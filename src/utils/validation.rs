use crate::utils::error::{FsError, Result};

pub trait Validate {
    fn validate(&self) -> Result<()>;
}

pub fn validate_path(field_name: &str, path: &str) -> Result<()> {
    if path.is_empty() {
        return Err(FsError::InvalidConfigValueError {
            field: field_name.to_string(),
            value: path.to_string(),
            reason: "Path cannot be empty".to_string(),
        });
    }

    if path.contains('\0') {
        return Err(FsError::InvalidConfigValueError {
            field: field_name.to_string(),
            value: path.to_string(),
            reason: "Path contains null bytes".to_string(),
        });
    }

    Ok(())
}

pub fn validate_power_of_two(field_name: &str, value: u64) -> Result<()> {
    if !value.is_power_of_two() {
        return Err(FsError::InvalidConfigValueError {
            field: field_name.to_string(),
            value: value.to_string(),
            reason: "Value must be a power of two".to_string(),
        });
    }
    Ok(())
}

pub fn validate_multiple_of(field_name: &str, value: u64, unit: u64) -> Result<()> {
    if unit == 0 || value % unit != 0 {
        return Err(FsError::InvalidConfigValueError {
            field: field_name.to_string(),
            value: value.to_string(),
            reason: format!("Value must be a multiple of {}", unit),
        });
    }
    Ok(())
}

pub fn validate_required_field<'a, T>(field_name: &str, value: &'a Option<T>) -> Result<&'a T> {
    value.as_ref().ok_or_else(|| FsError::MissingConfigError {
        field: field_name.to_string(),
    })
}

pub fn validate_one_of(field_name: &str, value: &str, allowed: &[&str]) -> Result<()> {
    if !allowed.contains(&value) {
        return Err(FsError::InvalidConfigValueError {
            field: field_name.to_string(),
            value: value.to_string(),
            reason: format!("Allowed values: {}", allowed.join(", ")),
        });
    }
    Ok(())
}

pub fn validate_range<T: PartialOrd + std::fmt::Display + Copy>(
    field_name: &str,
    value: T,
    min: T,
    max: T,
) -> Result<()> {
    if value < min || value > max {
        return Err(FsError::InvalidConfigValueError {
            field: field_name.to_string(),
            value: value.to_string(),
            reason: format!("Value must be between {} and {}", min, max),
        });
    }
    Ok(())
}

::::

Using the entries above, give the number of lines that carry the string "allowed", without anything else.

3